-- What needs to be done --
The lines wanted run from the first one below through the one with "let [wr, wg, wb] = Luma::WEIGHTS;". Return them exactly.

━━━━

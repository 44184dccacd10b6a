//! Brightness derivation strategies for single-color LEDs.
//!
//! A single-color LED can only show how bright a pixel is, so every RGB triple is
//! collapsed into one 8-bit value. [`Luma`] is the default choice.

use crate::RGB8;

/// Strategy to collapse a color into a single 8-bit brightness.
pub trait Brightness {
    fn brightness(&self, color: RGB8) -> u8;
}

impl<F> Brightness for F
where
    F: Fn(RGB8) -> u8,
{
    fn brightness(&self, color: RGB8) -> u8 {
        self(color)
    }
}

/// Perceptual brightness with integer luma weights.
#[derive(Debug, Clone, Copy, PartialEq, Eq, Default)]
pub struct Luma;

impl Luma {
    /// Red, green and blue weights, their sum is exactly 255.
    pub const WEIGHTS: [u32; 3] = [54, 183, 18];
}

impl Brightness for Luma {
    fn brightness(&self, color: RGB8) -> u8 {
        luma(color)
    }
}

/// Computes the luma of the given color, rounded to the nearest integer.
///
/// Black maps to 0 and white maps to 255.
#[allow(clippy::cast_possible_truncation)]
pub fn luma(color: RGB8) -> u8 {
    let [wr, wg, wb] = Luma::WEIGHTS;
    let sum = wr * u32::from(color.r) + wg * u32::from(color.g) + wb * u32::from(color.b);
    ((sum + 127) / 255) as u8
}

/// Arithmetic mean of the three channels.
#[derive(Debug, Clone, Copy, PartialEq, Eq, Default)]
pub struct Average;

impl Brightness for Average {
    #[allow(clippy::cast_possible_truncation)]
    fn brightness(&self, color: RGB8) -> u8 {
        let sum = u16::from(color.r) + u16::from(color.g) + u16::from(color.b);
        (sum / 3) as u8
    }
}

/// The brightest channel wins.
#[derive(Debug, Clone, Copy, PartialEq, Eq, Default)]
pub struct MaxChannel;

impl Brightness for MaxChannel {
    fn brightness(&self, color: RGB8) -> u8 {
        color.r.max(color.g).max(color.b)
    }
}
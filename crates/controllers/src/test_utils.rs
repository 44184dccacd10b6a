//! Test helpers

use std::collections::BTreeMap;

use amiacs_core::{
    AnalogOutput, ChipClient, ChipSession, ConfigurationError, Error, Pin, Result, SegmentConfig,
};

/// A call made to the [`RecordingAnalogOutput`].
#[derive(Debug, Clone, Copy, PartialEq, Eq)]
pub enum AnalogEvent {
    Configure(Pin),
    Write(Pin, u8),
}

/// In-memory analog output that records every call.
#[derive(Debug, Default)]
pub struct RecordingAnalogOutput {
    /// Pins that can be driven, any pin if empty.
    pins: Vec<Pin>,
    events: Vec<AnalogEvent>,
    levels: BTreeMap<Pin, u8>,
}

impl RecordingAnalogOutput {
    /// Creates an output that can only drive the given pins.
    pub fn with_pins(pins: impl IntoIterator<Item = Pin>) -> Self {
        Self {
            pins: pins.into_iter().collect(),
            ..Self::default()
        }
    }

    pub fn events(&self) -> &[AnalogEvent] {
        &self.events
    }

    pub fn clear_events(&mut self) {
        self.events.clear();
    }

    /// Returns the last level written to the pin.
    pub fn level(&self, pin: Pin) -> Option<u8> {
        self.levels.get(&pin).copied()
    }
}

impl AnalogOutput for RecordingAnalogOutput {
    fn is_valid_pin(&self, pin: Pin) -> bool {
        self.pins.is_empty() || self.pins.contains(&pin)
    }

    fn configure_as_output(&mut self, pin: Pin) -> Result<()> {
        self.events.push(AnalogEvent::Configure(pin));
        Ok(())
    }

    fn write_analog_level(&mut self, pin: Pin, level: u8) -> Result<()> {
        self.events.push(AnalogEvent::Write(pin, level));
        self.levels.insert(pin, level);
        Ok(())
    }
}

/// A call made to the [`RecordingChip`].
#[derive(Debug, Clone, Copy, PartialEq, Eq)]
pub enum ChipEvent {
    Begin,
    Set { channel: usize, level: u16 },
    Commit,
}

/// In-memory driver chip session.
#[derive(Debug)]
pub struct RecordingChip {
    events: Vec<ChipEvent>,
    staged: Vec<u16>,
    committed: Vec<u16>,
    failing_begins: usize,
    failing_commits: usize,
}

impl RecordingChip {
    pub fn new(capacity: usize) -> Self {
        Self {
            events: Vec::new(),
            staged: vec![0; capacity],
            committed: vec![0; capacity],
            failing_begins: 0,
            failing_commits: 0,
        }
    }

    pub fn events(&self) -> &[ChipEvent] {
        &self.events
    }

    /// Returns channel levels visible on the chip outputs.
    pub fn committed(&self) -> &[u16] {
        &self.committed
    }

    /// Returns the number of commits made so far.
    pub fn commits(&self) -> usize {
        self.events
            .iter()
            .filter(|event| **event == ChipEvent::Commit)
            .count()
    }
}

impl ChipSession for RecordingChip {
    fn capacity(&self) -> usize {
        self.staged.len()
    }

    fn begin(&mut self) -> Result<()> {
        if self.failing_begins > 0 {
            self.failing_begins -= 1;
            return Err(Error::Output);
        }
        self.events.push(ChipEvent::Begin);
        Ok(())
    }

    fn set_channel_level(&mut self, channel: usize, level: u16) -> Result<()> {
        let capacity = self.staged.len();
        let slot = self
            .staged
            .get_mut(channel)
            .ok_or(Error::ChannelOverrun { channel, capacity })?;
        *slot = level;
        self.events.push(ChipEvent::Set { channel, level });
        Ok(())
    }

    fn commit(&mut self) -> Result<()> {
        if self.failing_commits > 0 {
            self.failing_commits -= 1;
            return Err(Error::Output);
        }
        self.committed.clone_from(&self.staged);
        self.events.push(ChipEvent::Commit);
        Ok(())
    }
}

/// Client that opens [`RecordingChip`] sessions.
#[derive(Debug, Default)]
pub struct RecordingChipClient {
    opened: usize,
    exclusive: bool,
    failing_begins: usize,
    failing_commits: usize,
}

impl RecordingChipClient {
    /// Creates a client which refuses to open a second session.
    pub fn exclusive() -> Self {
        Self {
            exclusive: true,
            ..Self::default()
        }
    }

    /// Makes the first `count` `begin` calls of opened sessions fail with [`Error::Output`].
    #[must_use]
    pub fn with_failing_begins(mut self, count: usize) -> Self {
        self.failing_begins = count;
        self
    }

    /// Makes the first `count` commits of opened sessions fail with [`Error::Output`].
    #[must_use]
    pub fn with_failing_commits(mut self, count: usize) -> Self {
        self.failing_commits = count;
        self
    }

    /// Returns the number of opened sessions.
    pub fn opened(&self) -> usize {
        self.opened
    }
}

impl ChipClient for RecordingChipClient {
    type Session = RecordingChip;

    fn open(&mut self, config: &SegmentConfig) -> Result<Self::Session> {
        if self.exclusive && self.opened > 0 {
            return Err(ConfigurationError::SegmentInUse.into());
        }
        self.opened += 1;

        let mut chip = RecordingChip::new(config.capacity);
        chip.failing_begins = core::mem::take(&mut self.failing_begins);
        chip.failing_commits = core::mem::take(&mut self.failing_commits);
        Ok(chip)
    }
}
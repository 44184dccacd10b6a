use std::convert::Infallible;

use amiacs_controllers::{PwmBank, TriColorController};
use amiacs_core::{
    AnalogOutput, ConfigurationError, Controller, Error, Pin, SlicePixels, TriColorPins, RGB8,
};
use embedded_hal::pwm::{ErrorType, SetDutyCycle};

#[derive(Debug, Clone, Copy)]
struct FakePwm {
    duty: u16,
}

impl ErrorType for FakePwm {
    type Error = Infallible;
}

impl SetDutyCycle for FakePwm {
    fn max_duty_cycle(&self) -> u16 {
        1000
    }

    fn set_duty_cycle(&mut self, duty: u16) -> Result<(), Self::Error> {
        self.duty = duty;
        Ok(())
    }
}

fn duties(bank: &PwmBank<FakePwm, 3>) -> [u16; 3] {
    [0, 1, 2].map(|i| bank.channel(Pin(i)).unwrap().duty)
}

#[test]
fn test_pwm_bank_drives_tri_color() {
    let _ = env_logger::try_init();

    let bank = PwmBank::new([FakePwm { duty: 500 }; 3]);
    let pins = TriColorPins::new(Pin(0), Pin(1), Pin(2));
    let mut controller = TriColorController::new(bank, pins).unwrap();

    controller.init().unwrap();
    assert_eq!(duties(controller.output()), [0, 0, 0]);

    let frame = [RGB8::new(255, 0, 51)];
    controller.show_pixels(&mut SlicePixels::new(&frame)).unwrap();
    assert_eq!(duties(controller.output()), [1000, 0, 200]);
}

#[test]
fn test_pwm_bank_unknown_pin() {
    let mut bank = PwmBank::new([FakePwm { duty: 0 }; 2]);

    assert!(bank.is_valid_pin(Pin(1)));
    assert!(!bank.is_valid_pin(Pin(2)));
    assert_eq!(
        bank.write_analog_level(Pin(2), 10),
        Err(Error::Configuration(ConfigurationError::UnknownPin(2)))
    );

    let pins = TriColorPins::new(Pin(0), Pin(1), Pin(2));
    assert_eq!(
        TriColorController::new(bank, pins).err(),
        Some(Error::Configuration(ConfigurationError::UnknownPin(2)))
    );
}
//! Output sinks the controllers write to.

use crate::{Pin, Result, SegmentConfig};

/// Raw analog write primitives of the board.
pub trait AnalogOutput {
    /// Returns true if the pin can be driven by this output.
    fn is_valid_pin(&self, _pin: Pin) -> bool {
        true
    }

    /// Configures the pin as an output line.
    fn configure_as_output(&mut self, pin: Pin) -> Result<()>;

    /// Writes a pulse-width analog level to the pin.
    fn write_analog_level(&mut self, pin: Pin, level: u8) -> Result<()>;
}

impl<T: ?Sized + AnalogOutput> AnalogOutput for &mut T {
    fn is_valid_pin(&self, pin: Pin) -> bool {
        T::is_valid_pin(self, pin)
    }

    fn configure_as_output(&mut self, pin: Pin) -> Result<()> {
        T::configure_as_output(self, pin)
    }

    fn write_analog_level(&mut self, pin: Pin, level: u8) -> Result<()> {
        T::write_analog_level(self, pin, level)
    }
}

/// Driver chip client, which opens sessions bound to a chained chip segment.
pub trait ChipClient {
    type Session: ChipSession;

    /// Opens an exclusive session to the segment described by the given config.
    fn open(&mut self, config: &SegmentConfig) -> Result<Self::Session>;
}

/// Shadow registers of a single chip segment.
///
/// Channel levels only become visible after [`ChipSession::commit`].
pub trait ChipSession {
    /// The maximum PWM level of a channel.
    const MAX_LEVEL: u16 = 4095;

    /// Returns the number of channels in the segment.
    fn capacity(&self) -> usize;

    /// Brings the chip to the state where it accepts data.
    fn begin(&mut self) -> Result<()>;

    /// Stages a new level for the given channel.
    fn set_channel_level(&mut self, channel: usize, level: u16) -> Result<()>;

    /// Sends all staged channel levels to the chip in one transaction.
    fn commit(&mut self) -> Result<()>;
}
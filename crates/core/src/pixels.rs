//! Pixel source abstraction and its slice-backed implementation.

use serde::{Deserialize, Serialize};

use crate::{
    math8::{qadd8, scale8},
    RGB8,
};

/// Forward-only cursor over the color data of a single frame.
///
/// Channels are returned in the wire order of the strip, with the framework-side
/// scaling (and dithering, if any) already applied.
pub trait PixelSource {
    /// Returns true if there are at least `n` more pixels to read.
    fn has(&self, n: usize) -> bool;
    /// Returns the first channel of the current pixel.
    fn load_and_scale0(&mut self) -> u8;
    /// Returns the second channel of the current pixel.
    fn load_and_scale1(&mut self) -> u8;
    /// Returns the third channel of the current pixel.
    fn load_and_scale2(&mut self) -> u8;
    /// Advances the dithering phase.
    fn step_dithering(&mut self);
    /// Moves the cursor to the next pixel.
    fn advance_data(&mut self);

    /// Returns all three channels of the current pixel.
    fn load_and_scale(&mut self) -> RGB8 {
        let r = self.load_and_scale0();
        let g = self.load_and_scale1();
        let b = self.load_and_scale2();
        RGB8::new(r, g, b)
    }
}

impl<T: ?Sized + PixelSource> PixelSource for &mut T {
    fn has(&self, n: usize) -> bool {
        T::has(self, n)
    }

    fn load_and_scale0(&mut self) -> u8 {
        T::load_and_scale0(self)
    }

    fn load_and_scale1(&mut self) -> u8 {
        T::load_and_scale1(self)
    }

    fn load_and_scale2(&mut self) -> u8 {
        T::load_and_scale2(self)
    }

    fn step_dithering(&mut self) {
        T::step_dithering(self);
    }

    fn advance_data(&mut self) {
        T::advance_data(self);
    }
}

/// The order in which color components are sent over the wire.
#[derive(Serialize, Deserialize, Debug, Clone, Copy, PartialEq, Eq, Default)]
pub enum ColorOrder {
    #[default]
    Rgb,
    Rbg,
    Grb,
    Gbr,
    Brg,
    Bgr,
}

impl ColorOrder {
    /// Rearranges a logical color into the wire channels order.
    pub const fn apply(self, color: RGB8) -> [u8; 3] {
        let (r, g, b) = (color.r, color.g, color.b);
        match self {
            ColorOrder::Rgb => [r, g, b],
            ColorOrder::Rbg => [r, b, g],
            ColorOrder::Grb => [g, r, b],
            ColorOrder::Gbr => [g, b, r],
            ColorOrder::Brg => [b, r, g],
            ColorOrder::Bgr => [b, g, r],
        }
    }
}

/// Binary temporal dithering state.
#[derive(Debug, Clone, Copy, PartialEq, Eq)]
struct Dithering {
    d: [u8; 3],
    e: [u8; 3],
}

impl Dithering {
    #[allow(clippy::cast_possible_truncation)]
    fn new(frame: u8, scales: [u8; 3]) -> Self {
        // Bit-reversed lowest bits of the frame counter.
        let mut q = 0_u8;
        if frame & 0x01 != 0 {
            q |= 0x80;
        }
        if frame & 0x02 != 0 {
            q |= 0x40;
        }
        if frame & 0x04 != 0 {
            q |= 0x20;
        }

        let mut d = [0_u8; 3];
        let mut e = [0_u8; 3];
        for i in 0..3 {
            let s = scales[i];
            e[i] = if s == 0 {
                0
            } else {
                (256 / u16::from(s) + 1).min(255) as u8
            };
            d[i] = scale8(q, e[i]);
            e[i] = e[i].saturating_sub(1);
        }
        Self { d, e }
    }

    fn step(&mut self) {
        for i in 0..3 {
            self.d[i] = self.e[i].saturating_sub(self.d[i]);
        }
    }
}

/// A pixel source over a borrowed frame of colors.
#[derive(Debug, Clone)]
pub struct SlicePixels<'a> {
    pixels: &'a [RGB8],
    order: ColorOrder,
    scale: RGB8,
    frame: Option<u8>,

    scales: [u8; 3],
    dithering: Option<Dithering>,
}

impl<'a> SlicePixels<'a> {
    /// Creates a source with the RGB order, full scale and no dithering.
    pub fn new(pixels: &'a [RGB8]) -> Self {
        let mut source = Self {
            pixels,
            order: ColorOrder::Rgb,
            scale: RGB8::new(255, 255, 255),
            frame: None,
            scales: [255; 3],
            dithering: None,
        };
        source.refresh();
        source
    }

    #[must_use]
    pub fn with_order(mut self, order: ColorOrder) -> Self {
        self.order = order;
        self.refresh();
        self
    }

    /// Sets the per-channel scale in the logical RGB order.
    #[must_use]
    pub fn with_scale(mut self, scale: RGB8) -> Self {
        self.scale = scale;
        self.refresh();
        self
    }

    /// Enables binary dithering seeded by the given frame counter.
    #[must_use]
    pub fn with_dithering(mut self, frame: u8) -> Self {
        self.frame = Some(frame);
        self.refresh();
        self
    }

    /// Returns the number of pixels left in the frame.
    pub fn remaining(&self) -> usize {
        self.pixels.len()
    }

    fn refresh(&mut self) {
        self.scales = self.order.apply(self.scale);
        self.dithering = self.frame.map(|frame| Dithering::new(frame, self.scales));
    }

    fn load(&self, channel: usize) -> u8 {
        let value = self
            .pixels
            .first()
            .map_or(0, |pixel| self.order.apply(*pixel)[channel]);
        let scale = self.scales[channel];

        match &self.dithering {
            // Dark channels stay dark.
            Some(_) if value == 0 => 0,
            Some(dithering) => scale8(qadd8(value, dithering.d[channel]), scale),
            None => scale8(value, scale),
        }
    }
}

impl PixelSource for SlicePixels<'_> {
    fn has(&self, n: usize) -> bool {
        self.pixels.len() >= n
    }

    fn load_and_scale0(&mut self) -> u8 {
        self.load(0)
    }

    fn load_and_scale1(&mut self) -> u8 {
        self.load(1)
    }

    fn load_and_scale2(&mut self) -> u8 {
        self.load(2)
    }

    fn step_dithering(&mut self) {
        if let Some(dithering) = &mut self.dithering {
            dithering.step();
        }
    }

    fn advance_data(&mut self) {
        if let Some((_, rest)) = self.pixels.split_first() {
            self.pixels = rest;
        }
    }
}
//! Integer helpers for 8-bit color math.

/// Scale an 8-bit value by a factor (0-255 = 0.0-1.0)
///
/// Full scale keeps the value untouched, so `scale8(v, 255) == v`.
#[inline]
#[allow(clippy::cast_possible_truncation)]
pub fn scale8(value: u8, scale: u8) -> u8 {
    ((u16::from(value) * (1 + u16::from(scale))) >> 8) as u8
}

/// Add two 8-bit values, saturating at 255.
#[inline]
pub fn qadd8(a: u8, b: u8) -> u8 {
    a.saturating_add(b)
}

/// Linearly map an 8-bit value onto `0..=max_level`.
///
/// The mapping is `value * max_level / 255`, rounded down.
#[inline]
#[allow(clippy::cast_possible_truncation)]
pub fn map8_to(value: u8, max_level: u16) -> u16 {
    (u32::from(value) * u32::from(max_level) / 255) as u16
}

━━━━

-- Response to this exercise --
repository 44184dccacd10b6a
//! Brightness derivation strategies for single-color LEDs.
//!
//! A single-color LED can only show how bright a pixel is, so every RGB triple is
//! collapsed into one 8-bit value. [`Luma`] is the default choice.

use crate::RGB8;

/// Strategy to collapse a color into a single 8-bit brightness.
pub trait Brightness {
    fn brightness(&self, color: RGB8) -> u8;
}

impl<F> Brightness for F
where
    F: Fn(RGB8) -> u8,
{
    fn brightness(&self, color: RGB8) -> u8 {
        self(color)
    }
}

/// Perceptual brightness with integer luma weights.
#[derive(Debug, Clone, Copy, PartialEq, Eq, Default)]
pub struct Luma;

impl Luma {
    /// Red, green and blue weights, their sum is exactly 255.
    pub const WEIGHTS: [u32; 3] = [54, 183, 18];
}

impl Brightness for Luma {
    fn brightness(&self, color: RGB8) -> u8 {
        luma(color)
    }
}

/// Computes the luma of the given color, rounded to the nearest integer.
///
/// Black maps to 0 and white maps to 255.
#[allow(clippy::cast_possible_truncation)]
pub fn luma(color: RGB8) -> u8 {
    let [wr, wg, wb] = Luma::WEIGHTS;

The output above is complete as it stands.